= Your task =
Your task is to write out exactly the lines of the listing below, from the first down to the line that holds "s.description AS description".

•••

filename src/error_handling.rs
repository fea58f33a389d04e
pub mod types;
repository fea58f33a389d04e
//! Session management core module.
//!
//! One [`Session`] drives one client connection through the
//! instruction/acknowledgment cycle. Sessions share nothing but the ledger
//! and the [`ActivityLog`] they append to.

pub mod activity_log;
pub mod session;

pub use activity_log::{ActivityEntry, ActivityLog};
pub use session::{Session, SessionOutcome};

/// Lifecycle of a session.
///
/// - `Opening`: the client is being registered and sent its first instruction.
/// - `AwaitingAck`: exactly one instruction is outstanding.
/// - `Closing`: the connection is gone or the server is closing; pending
///   requests are being swept.
/// - `Closed`: the sweep is done and the connection released.
#[derive(Debug, Clone, Copy, PartialEq, Eq)]
pub enum SessionState {
    Opening,
    AwaitingAck,
    Closing,
    Closed,
}
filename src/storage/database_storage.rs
use std::path::Path;
use std::str::FromStr;
use std::time::Duration;

use futures::TryStreamExt;
use log::{debug, info};
use sqlx::{
    sqlite::{SqliteConnectOptions, SqliteJournalMode, SqlitePoolOptions},
    Pool, Sqlite,
};

use crate::error_handling::types::StorageError;
use crate::storage::types::{RequestRecord, RequestStatus};

const REQUEST_COLUMNS: &str = "SELECT r.id AS id, r.client_address AS client_address, r.port AS port,
        r.direction AS direction, r.magnitude AS magnitude, r.status AS status,
        s.description AS description
     FROM requests r LEFT JOIN status s ON s.status_id = r.status";

// Internal row mapping for requests joined with their status description
#[derive(Debug, sqlx::FromRow)]
struct RequestRow {
    id: i64,
    client_address: String,
    port: i64,
    direction: i64,
    magnitude: i64,
    status: Option<i64>,
    description: Option<String>,
}

impl RequestRow {
    fn status_label(&self) -> String {
        match (self.status, &self.description) {
            (None, _) => RequestRecord::PENDING_LABEL.to_string(),
            (Some(_), Some(desc)) => desc.clone(),
            (Some(_), None) => "Unknown".to_string(),
        }
    }

    fn into_record(self) -> Result<RequestRecord, StorageError> {
        let status = match self.status {
            Some(code) => Some(RequestStatus::from_code(code).ok_or_else(|| {
                StorageError::ReadFailed(format!("request {} has unknown status {}", self.id, code))
            })?),
            None => None,
        };
        Ok(RequestRecord {
            id: self.id,
            client_address: self.client_address,
            port: u16::try_from(self.port)
                .map_err(|_| StorageError::ReadFailed(format!("bad port {}", self.port)))?,
            direction: u8::try_from(self.direction).map_err(|_| {
                StorageError::ReadFailed(format!("bad direction {}", self.direction))
            })?,
            magnitude: self.magnitude,
            status,
        })
    }

    fn into_summary(self) -> Result<String, StorageError> {
        let label = self.status_label();
        Ok(self.into_record()?.summary(&label))
    }
}

/// Durable store of clients and issued requests.
///
/// All state lives in SQLite; the handle only holds a connection pool and is
/// cheap to clone. Writes to a single row are serialized by SQLite itself, so
/// the ledger needs no locking of its own.
#[derive(Clone, Debug)]
pub struct Ledger {
    pool: Pool<Sqlite>,
}

impl Ledger {
    const MAX_CONNECTIONS: u32 = 5;
    const BUSY_TIMEOUT: Duration = Duration::from_secs(5);

    /// Create or open the ledger stored at `path`.
    pub async fn open<P: AsRef<Path>>(path: P) -> Result<Self, StorageError> {
        let path_ref = path.as_ref();
        if let Some(parent) = path_ref.parent() {
            if !parent.as_os_str().is_empty() {
                std::fs::create_dir_all(parent)
                    .map_err(|e| StorageError::ConnectionFailed(e.to_string()))?;
            }
        }
        let opts = SqliteConnectOptions::new()
            .filename(path_ref)
            .create_if_missing(true)
            .foreign_keys(true)
            .journal_mode(SqliteJournalMode::Wal)
            .busy_timeout(Self::BUSY_TIMEOUT);
        let pool = SqlitePoolOptions::new()
            .max_connections(Self::MAX_CONNECTIONS)
            .connect_with(opts)
            .await
            .map_err(|e| StorageError::ConnectionFailed(e.to_string()))?;
        info!("Ledger opened at {}", path_ref.display());
        Self::with_pool(pool).await
    }

    /// A private in-memory ledger. Every SQLite memory connection is its own
    /// database, so the pool is pinned to a single connection that never expires.
    pub async fn in_memory() -> Result<Self, StorageError> {
        let opts = SqliteConnectOptions::from_str("sqlite::memory:")
            .map_err(|e| StorageError::ConnectionFailed(e.to_string()))?
            .foreign_keys(true);
        let pool = SqlitePoolOptions::new()
            .max_connections(1)
            .idle_timeout(None)
            .max_lifetime(None)
            .connect_with(opts)
            .await
            .map_err(|e| StorageError::ConnectionFailed(e.to_string()))?;
        Self::with_pool(pool).await
    }

    async fn with_pool(pool: Pool<Sqlite>) -> Result<Self, StorageError> {
        let ledger = Self { pool };
        ledger.create_schema().await?;
        ledger.seed_statuses().await?;
        Ok(ledger)
    }

    /// Close every pooled connection, waiting for in-flight queries.
    pub async fn close(&self) {
        self.pool.close().await;
    }

    async fn create_schema(&self) -> Result<(), StorageError> {
        sqlx::query("CREATE TABLE IF NOT EXISTS clients (address TEXT PRIMARY KEY);")
            .execute(&self.pool)
            .await
            .map_err(|e| StorageError::WriteFailed(e.to_string()))?;
        sqlx::query(
            "CREATE TABLE IF NOT EXISTS status (
                status_id INTEGER PRIMARY KEY,
                description TEXT NOT NULL
            );",
        )
        .execute(&self.pool)
        .await
        .map_err(|e| StorageError::WriteFailed(e.to_string()))?;
        sqlx::query(
            "CREATE TABLE IF NOT EXISTS requests (
                id INTEGER PRIMARY KEY AUTOINCREMENT,
                client_address TEXT NOT NULL,
                port INTEGER NOT NULL,
                direction INTEGER NOT NULL,
                magnitude INTEGER NOT NULL,
                status INTEGER,
                FOREIGN KEY(client_address) REFERENCES clients(address),
                FOREIGN KEY(status) REFERENCES status(status_id)
            );",
        )
        .execute(&self.pool)
        .await
        .map_err(|e| StorageError::WriteFailed(e.to_string()))?;
        sqlx::query(
            "CREATE INDEX IF NOT EXISTS requests_by_client ON requests (client_address, id);",
        )
        .execute(&self.pool)
        .await
        .map_err(|e| StorageError::WriteFailed(e.to_string()))?;
        Ok(())
    }

    // Reference rows are only ever inserted, never updated.
    async fn seed_statuses(&self) -> Result<(), StorageError> {
        for status in RequestStatus::ALL {
            sqlx::query("INSERT OR IGNORE INTO status (status_id, description) VALUES (?1, ?2)")
                .bind(status.code())
                .bind(status.description())
                .execute(&self.pool)
                .await
                .map_err(|e| StorageError::WriteFailed(e.to_string()))?;
        }
        Ok(())
    }

    /// Record a client address. Registering a known address is a no-op.
    pub async fn register_client(&self, address: &str) -> Result<(), StorageError> {
        sqlx::query("INSERT INTO clients (address) VALUES (?1) ON CONFLICT(address) DO NOTHING")
            .bind(address)
            .execute(&self.pool)
            .await
            .map_err(|e| StorageError::WriteFailed(e.to_string()))?;
        Ok(())
    }

    pub async fn is_known_client(&self, address: &str) -> Result<bool, StorageError> {
        let found: i64 =
            sqlx::query_scalar("SELECT EXISTS(SELECT 1 FROM clients WHERE address = ?1)")
                .bind(address)
                .fetch_one(&self.pool)
                .await
                .map_err(|e| StorageError::ReadFailed(e.to_string()))?;
        Ok(found != 0)
    }

    pub async fn client_count(&self) -> Result<i64, StorageError> {
        sqlx::query_scalar("SELECT COUNT(*) FROM clients")
            .fetch_one(&self.pool)
            .await
            .map_err(|e| StorageError::ReadFailed(e.to_string()))
    }

    /// Insert a pending request and return its id.
    ///
    /// The insert is a single statement, so the row is either fully written or
    /// absent. Ids come from `AUTOINCREMENT` and are never reused.
    pub async fn create_request(
        &self,
        address: &str,
        port: u16,
        direction: u8,
        magnitude: i64,
    ) -> Result<i64, StorageError> {
        let result = sqlx::query(
            "INSERT INTO requests (client_address, port, direction, magnitude, status)
             VALUES (?1, ?2, ?3, ?4, NULL)",
        )
        .bind(address)
        .bind(i64::from(port))
        .bind(i64::from(direction))
        .bind(magnitude)
        .execute(&self.pool)
        .await
        .map_err(|e| StorageError::WriteFailed(e.to_string()))?;
        let id = result.last_insert_rowid();
        debug!("Request {} created for {}", id, address);
        Ok(id)
    }

    /// Finalize a pending request.
    ///
    /// Returns `false` when the request is unknown or already terminal; in that
    /// case nothing is written.
    pub async fn set_request_status(
        &self,
        request_id: i64,
        status: RequestStatus,
    ) -> Result<bool, StorageError> {
        let result = sqlx::query("UPDATE requests SET status = ?1 WHERE id = ?2 AND status IS NULL")
            .bind(status.code())
            .bind(request_id)
            .execute(&self.pool)
            .await
            .map_err(|e| StorageError::WriteFailed(e.to_string()))?;
        Ok(result.rows_affected() == 1)
    }

    pub async fn request(&self, request_id: i64) -> Result<Option<RequestRecord>, StorageError> {
        let row = self.request_row(request_id).await?;
        row.map(RequestRow::into_record).transpose()
    }

    /// Human readable summary of a request, `None` if the id is unknown.
    pub async fn describe_request(&self, request_id: i64) -> Result<Option<String>, StorageError> {
        let row = self.request_row(request_id).await?;
        row.map(RequestRow::into_summary).transpose()
    }

    async fn request_row(&self, request_id: i64) -> Result<Option<RequestRow>, StorageError> {
        let sql = format!("{} WHERE r.id = ?1", REQUEST_COLUMNS);
        sqlx::query_as::<_, RequestRow>(&sql)
            .bind(request_id)
            .fetch_optional(&self.pool)
            .await
            .map_err(|e| StorageError::ReadFailed(e.to_string()))
    }

    /// Summaries of the requests issued to `address` after its last finalized
    /// one, oldest first.
    ///
    /// Rows are scanned newest first and the scan stops at the first request
    /// that carries a terminal status, whatever that status is.
    pub async fn pending_requests_for(&self, address: &str) -> Result<Vec<String>, StorageError> {
        let sql = format!("{} WHERE r.client_address = ?1 ORDER BY r.id DESC", REQUEST_COLUMNS);
        let mut rows = sqlx::query_as::<_, RequestRow>(&sql)
            .bind(address)
            .fetch(&self.pool);

        let mut out = Vec::new();
        while let Some(row) = rows
            .try_next()
            .await
            .map_err(|e| StorageError::ReadFailed(e.to_string()))?
        {
            if row.status.is_some() {
                break;
            }
            out.push(row.into_summary()?);
        }
        out.reverse();
        Ok(out)
    }

    pub async fn status_description(&self, code: i64) -> Result<Option<String>, StorageError> {
        sqlx::query_scalar("SELECT description FROM status WHERE status_id = ?1")
            .bind(code)
            .fetch_optional(&self.pool)
            .await
            .map_err(|e| StorageError::ReadFailed(e.to_string()))
    }
}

•••

= Response area =
filename src/error_handling.rs
repository fea58f33a389d04e
pub mod types;
repository fea58f33a389d04e
//! Session management core module.
//!
//! One [`Session`] drives one client connection through the
//! instruction/acknowledgment cycle. Sessions share nothing but the ledger
//! and the [`ActivityLog`] they append to.

pub mod activity_log;
pub mod session;

pub use activity_log::{ActivityEntry, ActivityLog};
pub use session::{Session, SessionOutcome};

/// Lifecycle of a session.
///
/// - `Opening`: the client is being registered and sent its first instruction.
/// - `AwaitingAck`: exactly one instruction is outstanding.
/// - `Closing`: the connection is gone or the server is closing; pending
///   requests are being swept.
/// - `Closed`: the sweep is done and the connection released.
#[derive(Debug, Clone, Copy, PartialEq, Eq)]
pub enum SessionState {
    Opening,
    AwaitingAck,
    Closing,
    Closed,
}
filename src/storage/database_storage.rs
use std::path::Path;
use std::str::FromStr;
use std::time::Duration;

use futures::TryStreamExt;
use log::{debug, info};
use sqlx::{
    sqlite::{SqliteConnectOptions, SqliteJournalMode, SqlitePoolOptions},
    Pool, Sqlite,
};

use crate::error_handling::types::StorageError;
use crate::storage::types::{RequestRecord, RequestStatus};

const REQUEST_COLUMNS: &str = "SELECT r.id AS id, r.client_address AS client_address, r.port AS port,
        r.direction AS direction, r.magnitude AS magnitude, r.status AS status,
        s.description AS description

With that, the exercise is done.